# [To do]
For the data below, please report each line where the word "Option" is found.

# [Material supplied]
//! Stub upstream service with canned responses for exercising the client
//! over real HTTP.

use axum::{
    extract::Path,
    http::{header, HeaderMap, Method, StatusCode},
    response::IntoResponse,
    routing::{any, get},
    Json, Router,
};
use serde::{Deserialize, Serialize};
use serde_json::json;
use tokio::net::TcpListener;

/// What the server saw of a request sent to `/echo`.
#[derive(Clone, Debug, Serialize, Deserialize, PartialEq, Eq)]
pub struct Echo {
    pub method: String,
    pub authorization: Option<String>,
    pub content_type: Option<String>,
    pub body: String,
}

pub fn app() -> Router {
    Router::new()
        .route("/json", get(json_document))
        .route("/json-charset", get(json_with_charset))
        .route("/malformed", get(malformed_json))
        .route("/text", get(text))
        .route("/status/{code}", get(status))
        .route("/echo", any(echo))
}

pub async fn run(listener: TcpListener) -> Result<(), std::io::Error> {
    axum::serve(listener, app()).await
}

async fn json_document() -> Json<serde_json::Value> {
    Json(json!({
        "id": 42,
        "name": "x",
        "tags": [true, "one", "", "two", "  ", null, "three with trailing whitespace   "]
    }))
}

async fn json_with_charset() -> impl IntoResponse {
    (
        [(header::CONTENT_TYPE, "application/json; charset=utf-8")],
        r#"{"id":42}"#,
    )
}

async fn malformed_json() -> impl IntoResponse {
    ([(header::CONTENT_TYPE, "application/json")], "{!")
}

async fn text() -> impl IntoResponse {
    ([(header::CONTENT_TYPE, "text/plain")], "text plain content")
}

async fn status(Path(code): Path<u16>) -> Result<(StatusCode, Json<serde_json::Value>), StatusCode> {
    let status = StatusCode::from_u16(code).map_err(|_| StatusCode::BAD_REQUEST)?;
    Ok((status, Json(json!({ "status": code }))))
}

async fn echo(method: Method, headers: HeaderMap, body: String) -> Json<Echo> {
    let header_value = |name: header::HeaderName| {
        headers
            .get(name)
            .and_then(|value| value.to_str().ok())
            .map(str::to_string)
    };

    Json(Echo {
        method: method.to_string(),
        authorization: header_value(header::AUTHORIZATION),
        content_type: header_value(header::CONTENT_TYPE),
        body,
    })
}

#[cfg(test)]
mod tests {
    use super::*;

    #[test]
    fn echo_serializes_to_json() {
        let echo = Echo {
            method: "POST".to_string(),
            authorization: Some("Bearer token".to_string()),
            content_type: None,
            body: String::new(),
        };
        let json = serde_json::to_value(&echo).unwrap();
        assert_eq!(json["method"], "POST");
        assert_eq!(json["authorization"], "Bearer token");
        assert!(json["content_type"].is_null());
        assert_eq!(json["body"], "");
    }

    #[test]
    fn echo_roundtrips_through_json() {
        let echo = Echo {
            method: "GET".to_string(),
            authorization: None,
            content_type: Some("text/plain".to_string()),
            body: "payload".to_string(),
        };
        let back: Echo = serde_json::from_str(&serde_json::to_string(&echo).unwrap()).unwrap();
        assert_eq!(back, echo);
    }
}
//! Classified responses.
//!
//! # Design
//! `Response` is a closed enum over the body formats the client knows how to
//! decode. Each variant owns the raw `HttpResponse` it was built from.
//! `JsonResponse` decodes its body at most once: the first successful
//! `data()` call fills a `OnceLock`, later calls reuse it. Decode errors are
//! not cached, so a failing response fails the same way every time.

use std::sync::OnceLock;

use serde::de::DeserializeOwned;
use serde_json::Value;

use crate::accessor;
use crate::decoder::decode_json_response;
use crate::error::ClientError;
use crate::http::HttpResponse;

/// A response whose body is left opaque.
#[derive(Debug, Clone, PartialEq, Eq)]
pub struct PlainResponse {
    http_response: HttpResponse,
}

impl PlainResponse {
    pub fn new(http_response: HttpResponse) -> Self {
        Self { http_response }
    }

    pub fn http_response(&self) -> &HttpResponse {
        &self.http_response
    }
}

/// A response declared as `application/json`, with lazily decoded data.
#[derive(Debug, Clone)]
pub struct JsonResponse {
    http_response: HttpResponse,
    data: OnceLock<Value>,
}

impl JsonResponse {
    pub fn new(http_response: HttpResponse) -> Self {
        Self {
            http_response,
            data: OnceLock::new(),
        }
    }

    pub fn http_response(&self) -> &HttpResponse {
        &self.http_response
    }

    /// The decoded body: a JSON object or array.
    pub fn data(&self) -> Result<&Value, ClientError> {
        if let Some(data) = self.data.get() {
            return Ok(data);
        }
        let data = decode_json_response(&self.http_response)?;
        Ok(self.data.get_or_init(|| data))
    }

    pub fn get_string(&self, key: &str) -> Result<Option<String>, ClientError> {
        Ok(accessor::get_string(self.data()?, key).map(str::to_string))
    }

    pub fn get_integer(&self, key: &str) -> Result<Option<i64>, ClientError> {
        Ok(accessor::get_integer(self.data()?, key))
    }

    pub fn get_non_empty_string(&self, key: &str) -> Result<Option<String>, ClientError> {
        Ok(accessor::get_non_empty_string(self.data()?, key))
    }

    pub fn get_non_empty_string_collection(&self, key: &str) -> Result<Vec<String>, ClientError> {
        Ok(accessor::get_non_empty_string_collection(self.data()?, key))
    }

    pub fn get_positive_integer(&self, key: &str) -> Result<Option<i64>, ClientError> {
        Ok(accessor::get_positive_integer(self.data()?, key))
    }

    /// Deserialize the decoded data into `T`.
    pub fn deserialize<T: DeserializeOwned>(&self) -> Result<T, ClientError> {
        let data = self.data()?;
        T::deserialize(data).map_err(|_| self.invalid_model_data::<T>())
    }

    /// The error for data that does not describe a valid `T`.
    ///
    /// Yields the decode error instead if the body is not valid JSON data.
    pub fn invalid_model_data<T>(&self) -> ClientError {
        match self.data() {
            Ok(payload) => ClientError::InvalidModelData {
                model: std::any::type_name::<T>().to_string(),
                payload: payload.clone(),
                response: Box::new(self.http_response.clone()),
            },
            Err(err) => err,
        }
    }
}

impl PartialEq for JsonResponse {
    fn eq(&self, other: &Self) -> bool {
        self.http_response == other.http_response
    }
}

/// A raw response classified by its content type.
#[derive(Debug, Clone, PartialEq)]
pub enum Response {
    Plain(PlainResponse),
    Json(JsonResponse),
}

impl Response {
    pub fn http_response(&self) -> &HttpResponse {
        match self {
            Response::Plain(response) => response.http_response(),
            Response::Json(response) => response.http_response(),
        }
    }

    pub fn into_http_response(self) -> HttpResponse {
        match self {
            Response::Plain(response) => response.http_response,
            Response::Json(response) => response.http_response,
        }
    }

    pub fn is_successful(&self) -> bool {
        self.http_response().status < 300
    }

    pub fn kind(&self) -> &'static str {
        match self {
            Response::Plain(_) => "plain",
            Response::Json(_) => "json",
        }
    }

    pub fn into_json(self) -> Result<JsonResponse, ClientError> {
        match self {
            Response::Json(response) => Ok(response),
            other => Err(ClientError::InvalidResponseType {
                expected: "json".to_string(),
                actual: other.kind().to_string(),
                response: Box::new(other.into_http_response()),
            }),
        }
    }

    /// Turn a 401 into `Unauthorized` and any other status of 300 or above
    /// into `NonSuccessResponse`.
    pub fn error_for_status(self) -> Result<Response, ClientError> {
        let status = self.http_response().status;
        match status {
            401 => Err(ClientError::Unauthorized {
                response: Box::new(self.into_http_response()),
            }),
            300.. => Err(ClientError::NonSuccessResponse {
                response: Box::new(self.into_http_response()),
            }),
            _ => Ok(self),
        }
    }
}
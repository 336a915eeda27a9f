//! Recover the cURL error code from a transport's network failure message.
//!
//! Transports backed by libcurl report failures as
//! `"cURL error <code>: <detail>"`. This is a best-effort match: anything
//! else yields `None` and the original failure is reported unchanged.

use thiserror::Error;

use crate::http::HttpRequest;
use crate::transport::NetworkError;

const CURL_CODE_PREFIX: &str = "cURL error ";
const MAX_CODE_DIGITS: usize = 3;

#[derive(Debug, Clone, PartialEq, Eq, Error)]
#[error("cURL error {code}: {message}")]
pub struct CurlError {
    pub request: HttpRequest,
    pub code: u16,
    pub message: String,
    #[source]
    pub source: NetworkError,
}

impl CurlError {
    pub fn from_network_error(error: &NetworkError) -> Option<CurlError> {
        let remainder = error.message.strip_prefix(CURL_CODE_PREFIX)?;

        let digits = remainder
            .bytes()
            .take(MAX_CODE_DIGITS)
            .take_while(u8::is_ascii_digit)
            .count();
        if digits == 0 {
            return None;
        }

        let code = remainder[..digits].parse().ok()?;
        let message = remainder[digits..].trim_start_matches([':', ' ']);

        Some(CurlError {
            request: error.request.clone(),
            code,
            message: message.to_string(),
            source: error.clone(),
        })
    }
}
//! HTTP transport types for the host-does-IO pattern.
//!
//! # Design
//! These types describe HTTP requests and responses as plain data. The client
//! builds `HttpRequest` values and classifies `HttpResponse` values; the
//! injected `Transport` is the only thing that touches the network.
//!
//! Header names are matched case-insensitively, header values are compared
//! verbatim. All fields use owned types so values can be stored inside
//! errors and shared across threads without lifetime concerns.

/// An outbound HTTP request described as plain data.
#[derive(Debug, Clone, PartialEq, Eq)]
pub struct HttpRequest {
    pub method: String,
    pub url: String,
    pub headers: Vec<(String, String)>,
    pub body: Option<Vec<u8>>,
}

impl HttpRequest {
    pub fn new(method: impl Into<String>, url: impl Into<String>) -> Self {
        Self {
            method: method.into(),
            url: url.into(),
            headers: Vec::new(),
            body: None,
        }
    }

    pub fn with_header(mut self, name: impl Into<String>, value: impl Into<String>) -> Self {
        self.headers.push((name.into(), value.into()));
        self
    }

    pub fn with_body(mut self, body: impl Into<Vec<u8>>) -> Self {
        self.body = Some(body.into());
        self
    }

    /// All values of header `name`, comma-joined. Empty when absent.
    pub fn header_line(&self, name: &str) -> String {
        header_line(&self.headers, name)
    }
}

/// An HTTP response described as plain data.
///
/// Constructed by a `Transport` after executing an `HttpRequest`, then
/// classified by the `ResponseFactory`.
#[derive(Debug, Clone, PartialEq, Eq)]
pub struct HttpResponse {
    pub status: u16,
    pub headers: Vec<(String, String)>,
    pub body: Vec<u8>,
}

impl HttpResponse {
    pub fn new(status: u16) -> Self {
        Self {
            status,
            headers: Vec::new(),
            body: Vec::new(),
        }
    }

    pub fn with_header(mut self, name: impl Into<String>, value: impl Into<String>) -> Self {
        self.headers.push((name.into(), value.into()));
        self
    }

    pub fn with_body(mut self, body: impl Into<Vec<u8>>) -> Self {
        self.body = body.into();
        self
    }

    /// All values of header `name`, comma-joined. Empty when absent.
    pub fn header_line(&self, name: &str) -> String {
        header_line(&self.headers, name)
    }

    pub fn content_type(&self) -> String {
        self.header_line("content-type")
    }

    /// Canonical reason phrase for the status code, empty if unknown.
    pub fn reason_phrase(&self) -> &'static str {
        http::StatusCode::from_u16(self.status)
            .ok()
            .and_then(|status| status.canonical_reason())
            .unwrap_or("")
    }
}

fn header_line(headers: &[(String, String)], name: &str) -> String {
    headers
        .iter()
        .filter(|(key, _)| key.eq_ignore_ascii_case(name))
        .map(|(_, value)| value.as_str())
        .collect::<Vec<_>>()
        .join(", ")
}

# [Written response]
    pub authorization: Option<String>,
    pub content_type: Option<String>,
    pub fn get_string(&self, key: &str) -> Result<Option<String>, ClientError> {
    pub fn get_integer(&self, key: &str) -> Result<Option<i64>, ClientError> {
    pub fn get_non_empty_string(&self, key: &str) -> Result<Option<String>, ClientError> {
    pub fn get_positive_integer(&self, key: &str) -> Result<Option<i64>, ClientError> {
    pub fn from_network_error(error: &NetworkError) -> Option<CurlError> {
    pub body: Option<Vec<u8>>,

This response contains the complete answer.